══ Dataset records

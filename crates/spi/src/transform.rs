//! Per-pixel SPI pipeline: roll, group by calendar month, fit, transform.

use statrs::distribution::{ContinuousCDF, Gamma};
use statrs::function::erf::erf_inv;

use crate::config::{FitMethod, SpiConfig};
use crate::gamma::{gamma_dist, GammaParams};
use crate::rolling::rolling_sum;

/// Epsilon constant used for clamping CDF probabilities away from 0 and 1.
const EPS: f64 = 1e-12;

/// Inverse standard-normal CDF.
fn probit(p: f64) -> f64 {
    std::f64::consts::SQRT_2 * erf_inv(2.0 * p - 1.0)
}

/// Mixed-distribution month-group model: probability mass `q` at zero
/// combined with a Gamma over the positive accumulations, so
/// `F(x) = q + (1 - q) * G(x)` for `x > 0` and `F(0) = q`.
struct MonthModel {
    q: f64,
    dist: Gamma,
}

impl MonthModel {
    fn cdf(&self, x: f64) -> f64 {
        if x > 0.0 {
            self.q + (1.0 - self.q) * self.dist.cdf(x)
        } else {
            self.q
        }
    }
}

/// Fit the mixed model to one calendar-month group of accumulations.
///
/// Returns `None` on degenerate input (too few positive values, constant
/// samples, invalid parameter estimates); the caller leaves the group
/// missing and continues with the other months.
fn fit_month_group(values: &[f64], config: &SpiConfig) -> Option<MonthModel> {
    let n = values.len();
    let zeros = values.iter().filter(|&&v| v == 0.0).count();
    let q = zeros as f64 / n as f64;

    let positives: Vec<f64> = values.iter().copied().filter(|&v| v > 0.0).collect();
    if positives.len() < config.min_samples() {
        return None;
    }

    let np = positives.len() as f64;
    let mean = positives.iter().sum::<f64>() / np;
    let params = match config.fit_method() {
        FitMethod::ThomMle => {
            let mean_ln = positives.iter().map(|v| v.ln()).sum::<f64>() / np;
            GammaParams::from_thom(mean, mean_ln)?
        }
        FitMethod::Mme => {
            let var = indra_stats::variance(&positives);
            GammaParams::from_moments(mean, var)?
        }
    };

    let dist = gamma_dist(&params).ok()?;
    Some(MonthModel { q, dist })
}

/// Compute the SPI series for one pixel.
///
/// `months` gives the calendar month (1..=12) of every timestep. Returns
/// the index series (NaN where undefined) and the number of calendar-month
/// groups whose fit failed.
pub(crate) fn spi_series(
    series: &[f64],
    months: &[u8],
    config: &SpiConfig,
) -> (Vec<f64>, usize) {
    let rolled = rolling_sum(series, config.scale());
    let n = rolled.len();
    let mut out = vec![f64::NAN; n];
    let mut failed_groups = 0usize;

    for m in 1u8..=12 {
        let indices: Vec<usize> = (0..n)
            .filter(|&t| months[t] == m && rolled[t].is_finite())
            .collect();
        if indices.is_empty() {
            continue;
        }
        let group: Vec<f64> = indices.iter().map(|&t| rolled[t]).collect();

        match fit_month_group(&group, config) {
            Some(model) => {
                for (&t, &x) in indices.iter().zip(group.iter()) {
                    let u = model.cdf(x).clamp(EPS, 1.0 - EPS);
                    out[t] = probit(u).clamp(-config.clamp(), config.clamp());
                }
            }
            None => failed_groups += 1,
        }
    }

    (out, failed_groups)
}
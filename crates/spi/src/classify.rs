//! Drought classification of SPI values (interpretation only; plays no
//! part in the computation).

use std::fmt;

/// Conventional SPI drought/wetness classes.
#[derive(Debug, Clone, Copy, PartialEq, Eq)]
pub enum SpiClass {
    /// SPI <= -2.0.
    ExceptionalDrought,
    /// -2.0 < SPI <= -1.5.
    ExtremeDrought,
    /// -1.5 < SPI <= -1.0.
    SevereDrought,
    /// -1.0 < SPI <= -0.5.
    ModerateDrought,
    /// -0.5 < SPI < 0.5.
    NearNormal,
    /// 0.5 <= SPI < 1.0.
    ModeratelyWet,
    /// 1.0 <= SPI < 1.5.
    VeryWet,
    /// 1.5 <= SPI < 2.0.
    ExtremelyWet,
    /// SPI >= 2.0.
    ExceptionallyWet,
}

impl SpiClass {
    /// Classify an index value. Returns `None` for missing (non-finite)
    /// values.
    pub fn from_value(spi: f64) -> Option<Self> {
        if !spi.is_finite() {
            return None;
        }
        Some(if spi <= -2.0 {
            SpiClass::ExceptionalDrought
        } else if spi <= -1.5 {
            SpiClass::ExtremeDrought
        } else if spi <= -1.0 {
            SpiClass::SevereDrought
        } else if spi <= -0.5 {
            SpiClass::ModerateDrought
        } else if spi < 0.5 {
            SpiClass::NearNormal
        } else if spi < 1.0 {
            SpiClass::ModeratelyWet
        } else if spi < 1.5 {
            SpiClass::VeryWet
        } else if spi < 2.0 {
            SpiClass::ExtremelyWet
        } else {
            SpiClass::ExceptionallyWet
        })
    }

    /// Human-readable class label.
    pub fn label(&self) -> &'static str {
        match self {
            SpiClass::ExceptionalDrought => "Exceptional Drought",
            SpiClass::ExtremeDrought => "Extreme Drought",
            SpiClass::SevereDrought => "Severe Drought",
            SpiClass::ModerateDrought => "Moderate Drought",
            SpiClass::NearNormal => "Near Normal",
            SpiClass::ModeratelyWet => "Moderately Wet",
            SpiClass::VeryWet => "Very Wet",
            SpiClass::ExtremelyWet => "Extremely Wet",
            SpiClass::ExceptionallyWet => "Exceptionally Wet",
        }
    }
}

impl fmt::Display for SpiClass {
    fn fmt(&self, f: &mut fmt::Formatter<'_>) -> fmt::Result {
        f.write_str(self.label())
    }
}

#[cfg(test)]
mod tests {
    use super::*;

    #[test]
    fn boundary_values() {
        assert_eq!(
            SpiClass::from_value(-2.0),
            Some(SpiClass::ExceptionalDrought)
        );
        assert_eq!(SpiClass::from_value(-1.5), Some(SpiClass::ExtremeDrought));
        assert_eq!(SpiClass::from_value(-1.0), Some(SpiClass::SevereDrought));
        assert_eq!(SpiClass::from_value(-0.5), Some(SpiClass::ModerateDrought));
        assert_eq!(SpiClass::from_value(0.0), Some(SpiClass::NearNormal));
        assert_eq!(SpiClass::from_value(0.5), Some(SpiClass::ModeratelyWet));
        assert_eq!(SpiClass::from_value(1.0), Some(SpiClass::VeryWet));
        assert_eq!(SpiClass::from_value(1.5), Some(SpiClass::ExtremelyWet));
        assert_eq!(SpiClass::from_value(2.0), Some(SpiClass::ExceptionallyWet));
    }

    #[test]
    fn open_interval_below_half() {
        assert_eq!(SpiClass::from_value(0.49), Some(SpiClass::NearNormal));
        assert_eq!(SpiClass::from_value(-0.49), Some(SpiClass::NearNormal));
    }

    #[test]
    fn missing_is_unclassified() {
        assert_eq!(SpiClass::from_value(f64::NAN), None);
        assert_eq!(SpiClass::from_value(f64::INFINITY), None);
    }

    #[test]
    fn labels_match_convention() {
        assert_eq!(SpiClass::ExceptionalDrought.label(), "Exceptional Drought");
        assert_eq!(SpiClass::NearNormal.to_string(), "Near Normal");
    }
}
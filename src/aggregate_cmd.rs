use anyhow::{Context, Result};
use chrono::Local;
use indra_grid::AggOp;
use indra_io::{read_precipitation_grid, write_field, LoaderConfig};
use tracing::info;

use crate::cli::AggregateArgs;
use crate::config::IndraConfig;

pub fn run(args: AggregateArgs, config: &IndraConfig) -> Result<()> {
    let loader = LoaderConfig::new()
        .with_precip_aliases(config.io.precip_aliases.clone())
        .with_sentinel(config.io.sentinel);
    let daily = read_precipitation_grid(&args.input, &loader)
        .with_context(|| format!("failed to load archive {}", args.input.display()))?;

    let base = if args.hydro_year {
        daily.hydrological_year_shift(Local::now().date_naive())
    } else {
        daily
    };

    let derived = base.aggregate(args.resolution.into(), AggOp::Sum);
    info!(
        n_time = derived.n_time(),
        resolution = ?args.resolution,
        hydro_year = args.hydro_year,
        "derived resolution"
    );

    write_field(&args.output, "tp", &derived)
        .with_context(|| format!("failed to write {}", args.output.display()))?;
    Ok(())
}
mod aggregate_cmd;
mod cli;
mod config;
mod extremes_cmd;
mod logging;
mod spi_cmd;
mod trend_cmd;

use std::process;

use anyhow::Result;
use clap::Parser;

use crate::cli::{Cli, Command};
use crate::config::IndraConfig;

fn main() {
    let cli = Cli::parse();
    logging::init(cli.verbose);

    if let Err(e) = run(cli) {
        eprintln!("Error: {e:#}");
        process::exit(1);
    }
}

fn run(cli: Cli) -> Result<()> {
    let config = IndraConfig::load(&cli.config)?;
    match cli.command {
        Command::Aggregate(args) => aggregate_cmd::run(args, &config),
        Command::Trend(args) => trend_cmd::run(args, &config),
        Command::Spi(args) => spi_cmd::run(args, &config),
        Command::Extremes(args) => extremes_cmd::run(args, &config),
    }
}
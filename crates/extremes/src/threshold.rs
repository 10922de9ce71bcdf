//! Threshold-based indices: yearly counts of days at or above a depth.

use std::collections::BTreeMap;

use chrono::{Datelike, NaiveDate};
use indra_grid::Grid;
use ndarray::Array3;

use crate::error::ExtremesError;

/// Yearly time indices of a grid, in chronological order.
pub(crate) fn year_bins(grid: &Grid) -> BTreeMap<i32, Vec<usize>> {
    let mut bins: BTreeMap<i32, Vec<usize>> = BTreeMap::new();
    for (t, date) in grid.time().iter().enumerate() {
        bins.entry(date.year()).or_default().push(t);
    }
    bins
}

pub(crate) fn year_end(year: i32) -> NaiveDate {
    NaiveDate::from_ymd_opt(year, 12, 31).expect("December 31 exists in every year")
}

/// Count, per pixel and per year, the days with precipitation at or above
/// `threshold` (mm). R1mm / R10mm / R20mm for thresholds 1, 10 and 20.
///
/// Missing days are skipped; a year with no finite day at a pixel is
/// missing there. The result is a yearly grid (December 31 labels) ready
/// for the trend engine.
///
/// # Errors
///
/// Returns [`ExtremesError::InvalidThreshold`] for a negative or
/// non-finite threshold.
pub fn count_days_above(grid: &Grid, threshold: f64) -> Result<Grid, ExtremesError> {
    if !threshold.is_finite() || threshold < 0.0 {
        return Err(ExtremesError::InvalidThreshold { value: threshold });
    }

    let bins = year_bins(grid);
    let (_, n_lat, n_lon) = grid.shape();
    let mut time = Vec::with_capacity(bins.len());
    let mut values = Array3::from_elem((bins.len(), n_lat, n_lon), f64::NAN);

    for (b, (&year, indices)) in bins.iter().enumerate() {
        time.push(year_end(year));
        for i in 0..n_lat {
            for j in 0..n_lon {
                let mut finite = 0usize;
                let mut count = 0usize;
                for &t in indices {
                    let v = grid.value(t, i, j);
                    if v.is_finite() {
                        finite += 1;
                        if v >= threshold {
                            count += 1;
                        }
                    }
                }
                if finite > 0 {
                    values[[b, i, j]] = count as f64;
                }
            }
        }
    }

    Ok(Grid::new(
        time,
        grid.lat().to_vec(),
        grid.lon().to_vec(),
        values,
    )?)
}

#[cfg(test)]
mod tests {
    use super::*;
    use approx::assert_relative_eq;

    fn date(y: i32, m: u32, d: u32) -> NaiveDate {
        NaiveDate::from_ymd_opt(y, m, d).expect("valid date")
    }

    fn daily(vals: Vec<f64>, start: NaiveDate) -> Grid {
        let mut time = Vec::with_capacity(vals.len());
        let mut d = start;
        for _ in 0..vals.len() {
            time.push(d);
            d = d.succ_opt().expect("valid successor");
        }
        let n = vals.len();
        let values = Array3::from_shape_vec((n, 1, 1), vals).expect("shape");
        Grid::new(time, vec![27.0], vec![84.0], values).expect("valid grid")
    }

    #[test]
    fn counts_days_at_or_above() {
        let g = daily(
            vec![0.0, 0.5, 1.0, 12.0, 25.0, f64::NAN],
            date(2000, 1, 1),
        );
        let r1 = count_days_above(&g, 1.0).unwrap();
        assert_relative_eq!(r1.value(0, 0, 0), 3.0);
        let r10 = count_days_above(&g, 10.0).unwrap();
        assert_relative_eq!(r10.value(0, 0, 0), 2.0);
        let r20 = count_days_above(&g, 20.0).unwrap();
        assert_relative_eq!(r20.value(0, 0, 0), 1.0);
    }

    #[test]
    fn bins_by_calendar_year() {
        let g = daily(vec![5.0, 5.0, 5.0], date(2000, 12, 30));
        let r = count_days_above(&g, 1.0).unwrap();
        assert_eq!(r.time(), &[date(2000, 12, 31), date(2001, 12, 31)]);
        assert_relative_eq!(r.value(0, 0, 0), 2.0);
        assert_relative_eq!(r.value(1, 0, 0), 1.0);
    }

    #[test]
    fn all_missing_year_is_missing() {
        let g = daily(vec![f64::NAN, f64::NAN], date(2000, 6, 1));
        let r = count_days_above(&g, 1.0).unwrap();
        assert!(r.value(0, 0, 0).is_nan());
    }

    #[test]
    fn negative_threshold_rejected() {
        let g = daily(vec![1.0, 2.0, 3.0], date(2000, 1, 1));
        assert!(matches!(
            count_days_above(&g, -1.0),
            Err(ExtremesError::InvalidThreshold { .. })
        ));
        assert!(matches!(
            count_days_above(&g, f64::NAN),
            Err(ExtremesError::InvalidThreshold { .. })
        ));
    }
}
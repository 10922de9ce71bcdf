//! Time-axis selection.
//!
//! All selections return `None` when the request has no overlap with the
//! time axis; a missing window is an explicit "no data" result, never an
//! extrapolated or zero-filled grid.

use chrono::{Datelike, NaiveDate};

use crate::grid::Grid;

impl Grid {
    /// Restrict to timesteps within `[start, end]` (inclusive).
    pub fn select_dates(&self, start: NaiveDate, end: NaiveDate) -> Option<Grid> {
        let indices: Vec<usize> = self
            .time()
            .iter()
            .enumerate()
            .filter(|(_, d)| **d >= start && **d <= end)
            .map(|(t, _)| t)
            .collect();
        if indices.is_empty() {
            None
        } else {
            Some(self.subset_time(&indices))
        }
    }

    /// Restrict to timesteps whose calendar month is in `months` (1..=12).
    /// Used for seasonal windows.
    pub fn select_months(&self, months: &[u8]) -> Option<Grid> {
        let indices: Vec<usize> = self
            .time()
            .iter()
            .enumerate()
            .filter(|(_, d)| months.contains(&(d.month() as u8)))
            .map(|(t, _)| t)
            .collect();
        if indices.is_empty() {
            None
        } else {
            Some(self.subset_time(&indices))
        }
    }

    /// Restrict to timesteps whose calendar year is within
    /// `[start_year, end_year]` (inclusive).
    pub fn select_years(&self, start_year: i32, end_year: i32) -> Option<Grid> {
        let indices: Vec<usize> = self
            .time()
            .iter()
            .enumerate()
            .filter(|(_, d)| {
                let y = d.year();
                y >= start_year && y <= end_year
            })
            .map(|(t, _)| t)
            .collect();
        if indices.is_empty() {
            None
        } else {
            Some(self.subset_time(&indices))
        }
    }
}

#[cfg(test)]
mod tests {
    use super::*;
    use ndarray::Array3;

    fn date(y: i32, m: u32, d: u32) -> NaiveDate {
        NaiveDate::from_ymd_opt(y, m, d).expect("valid date")
    }

    fn monthly_grid() -> Grid {
        let time: Vec<NaiveDate> = (1..=12).map(|m| date(2000, m, 15)).collect();
        let vals: Vec<f64> = (1..=12).map(|m| m as f64).collect();
        let values = Array3::from_shape_vec((12, 1, 1), vals).expect("shape");
        Grid::new(time, vec![27.0], vec![84.0], values).expect("valid grid")
    }

    #[test]
    fn select_dates_inclusive() {
        let g = monthly_grid();
        let sel = g
            .select_dates(date(2000, 3, 15), date(2000, 5, 15))
            .expect("overlap");
        assert_eq!(sel.n_time(), 3);
        assert_eq!(sel.value(0, 0, 0), 3.0);
        assert_eq!(sel.value(2, 0, 0), 5.0);
    }

    #[test]
    fn select_dates_no_overlap_is_none() {
        let g = monthly_grid();
        assert!(g.select_dates(date(2050, 1, 1), date(2051, 1, 1)).is_none());
    }

    #[test]
    fn select_months_seasonal_window() {
        let g = monthly_grid();
        let sel = g.select_months(&[6, 7, 8, 9]).expect("overlap");
        assert_eq!(sel.n_time(), 4);
        assert_eq!(sel.value(0, 0, 0), 6.0);
        assert_eq!(sel.value(3, 0, 0), 9.0);
    }

    #[test]
    fn select_months_empty_set_is_none() {
        let g = monthly_grid();
        assert!(g.select_months(&[]).is_none());
    }

    #[test]
    fn select_years_window() {
        let time = vec![date(1999, 6, 1), date(2000, 6, 1), date(2001, 6, 1)];
        let values = Array3::from_shape_vec((3, 1, 1), vec![1.0, 2.0, 3.0]).expect("shape");
        let g = Grid::new(time, vec![27.0], vec![84.0], values).unwrap();

        let sel = g.select_years(2000, 2000).expect("overlap");
        assert_eq!(sel.n_time(), 1);
        assert_eq!(sel.value(0, 0, 0), 2.0);
        assert!(g.select_years(1990, 1995).is_none());
    }
}
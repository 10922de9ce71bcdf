//! Pointwise trend surfaces over a spatial grid.

use indra_grid::Grid;
use ndarray::Array2;
use rayon::prelude::*;
use tracing::debug;

use crate::error::TrendError;
use crate::mann_kendall::{mann_kendall, MkTest};

/// Conventional significance level for the slope mask.
pub const DEFAULT_ALPHA: f64 = 0.05;

/// Per-pixel Mann-Kendall results: Sen's slope and p-value surfaces with
/// the source grid's coordinates. NaN marks pixels where the test was
/// undefined (all-missing or too-short series).
#[derive(Debug, Clone)]
pub struct TrendSurface {
    slope: Array2<f64>,
    p_value: Array2<f64>,
    lat: Vec<f64>,
    lon: Vec<f64>,
}

impl TrendSurface {
    /// Sen's slope per pixel (units of the input per timestep).
    pub fn slope(&self) -> &Array2<f64> {
        &self.slope
    }

    /// Two-sided p-value per pixel.
    pub fn p_value(&self) -> &Array2<f64> {
        &self.p_value
    }

    /// Latitude coordinates of the rows.
    pub fn lat(&self) -> &[f64] {
        &self.lat
    }

    /// Longitude coordinates of the columns.
    pub fn lon(&self) -> &[f64] {
        &self.lon
    }

    /// The significance-filtered slope surface: slope where `p <= alpha`,
    /// missing elsewhere. This is the externally consumed spatial-trend
    /// product.
    ///
    /// # Errors
    ///
    /// Returns [`TrendError::InvalidAlpha`] if `alpha` is outside (0, 1].
    pub fn significant_slope(&self, alpha: f64) -> Result<Array2<f64>, TrendError> {
        if !(alpha > 0.0 && alpha <= 1.0) {
            return Err(TrendError::InvalidAlpha { alpha });
        }
        Ok(Array2::from_shape_fn(self.slope.raw_dim(), |(i, j)| {
            let p = self.p_value[[i, j]];
            if p.is_finite() && p <= alpha {
                self.slope[[i, j]]
            } else {
                f64::NAN
            }
        }))
    }
}

/// Run the Mann-Kendall test independently at every (lat, lon) pixel.
///
/// Pixels are evaluated in parallel; each writes only its own output cell,
/// and a degenerate series at one pixel (all missing, too short) never
/// affects its siblings — it simply stays NaN in both surfaces.
pub fn pointwise_trend(grid: &Grid) -> TrendSurface {
    let (_, n_lat, n_lon) = grid.shape();

    let results: Vec<Option<MkTest>> = (0..n_lat * n_lon)
        .into_par_iter()
        .map(|k| mann_kendall(&grid.pixel_series(k / n_lon, k % n_lon)))
        .collect();

    let mut slope = Array2::from_elem((n_lat, n_lon), f64::NAN);
    let mut p_value = Array2::from_elem((n_lat, n_lon), f64::NAN);
    let mut undefined = 0usize;

    for (k, result) in results.iter().enumerate() {
        let (i, j) = (k / n_lon, k % n_lon);
        match result {
            Some(test) => {
                slope[[i, j]] = test.slope;
                p_value[[i, j]] = test.p_value;
            }
            None => undefined += 1,
        }
    }

    if undefined > 0 {
        debug!(
            undefined,
            total = n_lat * n_lon,
            "pixels without a defined trend"
        );
    }

    TrendSurface {
        slope,
        p_value,
        lat: grid.lat().to_vec(),
        lon: grid.lon().to_vec(),
    }
}
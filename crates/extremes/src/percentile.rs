//! Percentile-based indices: yearly totals above a wet-day quantile.

use chrono::Datelike;
use indra_grid::Grid;
use ndarray::Array3;
use rayon::prelude::*;
use tracing::debug;

use crate::error::ExtremesError;
use crate::threshold::{year_bins, year_end};

/// Days at or above this depth (mm) count as wet when deriving the
/// per-pixel quantile threshold.
pub const WET_DAY_MM: f64 = 1.0;

/// Per pixel: the total precipitation falling on days that exceed the
/// pixel's wet-day `percentile` threshold, summed per year (the R95p/R99p
/// convention for `percentile` 0.95/0.99).
///
/// The threshold is the type-7 quantile of wet-day (>= 1 mm) values within
/// the `reference` year range, defaulting to the full record. Pixels with
/// no wet reference day are missing throughout; a year with finite days
/// but no day above the threshold totals 0.
///
/// # Errors
///
/// - [`ExtremesError::InvalidPercentile`] if `percentile` is outside (0, 1).
/// - [`ExtremesError::NoReferenceOverlap`] if the reference range misses
///   the record entirely.
pub fn percentile_total(
    grid: &Grid,
    percentile: f64,
    reference: Option<(i32, i32)>,
) -> Result<Grid, ExtremesError> {
    if !(percentile > 0.0 && percentile < 1.0) {
        return Err(ExtremesError::InvalidPercentile { value: percentile });
    }

    let (start, end) = reference.unwrap_or_else(|| grid.year_range());
    let ref_indices: Vec<usize> = grid
        .time()
        .iter()
        .enumerate()
        .filter(|(_, d)| {
            let y = d.year();
            y >= start && y <= end
        })
        .map(|(t, _)| t)
        .collect();
    if ref_indices.is_empty() {
        return Err(ExtremesError::NoReferenceOverlap { start, end });
    }

    let bins = year_bins(grid);
    let years: Vec<i32> = bins.keys().copied().collect();
    let (_, n_lat, n_lon) = grid.shape();

    let columns: Vec<Vec<f64>> = (0..n_lat * n_lon)
        .into_par_iter()
        .map(|k| {
            let (i, j) = (k / n_lon, k % n_lon);

            let mut wet: Vec<f64> = ref_indices
                .iter()
                .map(|&t| grid.value(t, i, j))
                .filter(|v| v.is_finite() && *v >= WET_DAY_MM)
                .collect();
            if wet.is_empty() {
                return vec![f64::NAN; bins.len()];
            }
            wet.sort_by(|a, b| a.partial_cmp(b).unwrap_or(std::cmp::Ordering::Equal));
            let threshold = indra_stats::quantile_type7(&wet, percentile);

            bins.values()
                .map(|indices| {
                    let mut finite = 0usize;
                    let mut total = 0.0;
                    for &t in indices {
                        let v = grid.value(t, i, j);
                        if v.is_finite() {
                            finite += 1;
                            if v > threshold {
                                total += v;
                            }
                        }
                    }
                    if finite == 0 { f64::NAN } else { total }
                })
                .collect()
        })
        .collect();

    let dry_pixels = columns
        .iter()
        .filter(|c| c.iter().all(|v| v.is_nan()))
        .count();
    if dry_pixels > 0 {
        debug!(
            dry_pixels,
            total = n_lat * n_lon,
            "pixels without wet reference days"
        );
    }

    let mut values = Array3::from_elem((bins.len(), n_lat, n_lon), f64::NAN);
    for (k, column) in columns.iter().enumerate() {
        let (i, j) = (k / n_lon, k % n_lon);
        for (b, &v) in column.iter().enumerate() {
            values[[b, i, j]] = v;
        }
    }

    Ok(Grid::new(
        years.into_iter().map(year_end).collect(),
        grid.lat().to_vec(),
        grid.lon().to_vec(),
        values,
    )?)
}
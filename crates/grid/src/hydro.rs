//! Hydrological-year relabeling of the time axis.

use chrono::{Datelike, NaiveDate};
use ndarray::{Array3, Axis};
use tracing::debug;

use crate::grid::Grid;

impl Grid {
    /// Relabel December timestamps to the following year, so a season
    /// spanning the calendar boundary (Dec-Feb) falls in a single yearly
    /// bin: 1999-12-15 becomes 2000-12-15 and groups with Jan/Feb 2000.
    ///
    /// Records whose shifted year would lie beyond `today`'s year are
    /// dropped, and the result is re-sorted ascending by time. `today` is
    /// an explicit parameter so callers (and tests) control the clock.
    pub fn hydrological_year_shift(&self, today: NaiveDate) -> Grid {
        let mut shifted: Vec<(NaiveDate, usize)> = Vec::with_capacity(self.n_time());
        let mut dropped = 0usize;

        for (t, date) in self.time().iter().enumerate() {
            let relabeled = if date.month() == 12 {
                date.with_year(date.year() + 1)
                    .expect("December dates exist in every year")
            } else {
                *date
            };
            if relabeled.year() > today.year() {
                dropped += 1;
                continue;
            }
            shifted.push((relabeled, t));
        }

        if dropped > 0 {
            debug!(dropped, "dropped records with shifted year beyond today");
        }

        shifted.sort_by_key(|&(date, _)| date);

        let time: Vec<NaiveDate> = shifted.iter().map(|&(d, _)| d).collect();
        let (_, n_lat, n_lon) = self.shape();
        let mut values = Array3::from_elem((time.len(), n_lat, n_lon), f64::NAN);
        for (out_t, &(_, t)) in shifted.iter().enumerate() {
            values
                .index_axis_mut(Axis(0), out_t)
                .assign(&self.values().index_axis(Axis(0), t));
        }

        self.with_time(time, values)
    }
}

════

## Task description
From the material given, work out how many lines hold the string "logging"; state that number and nothing further.

## Output for this task
2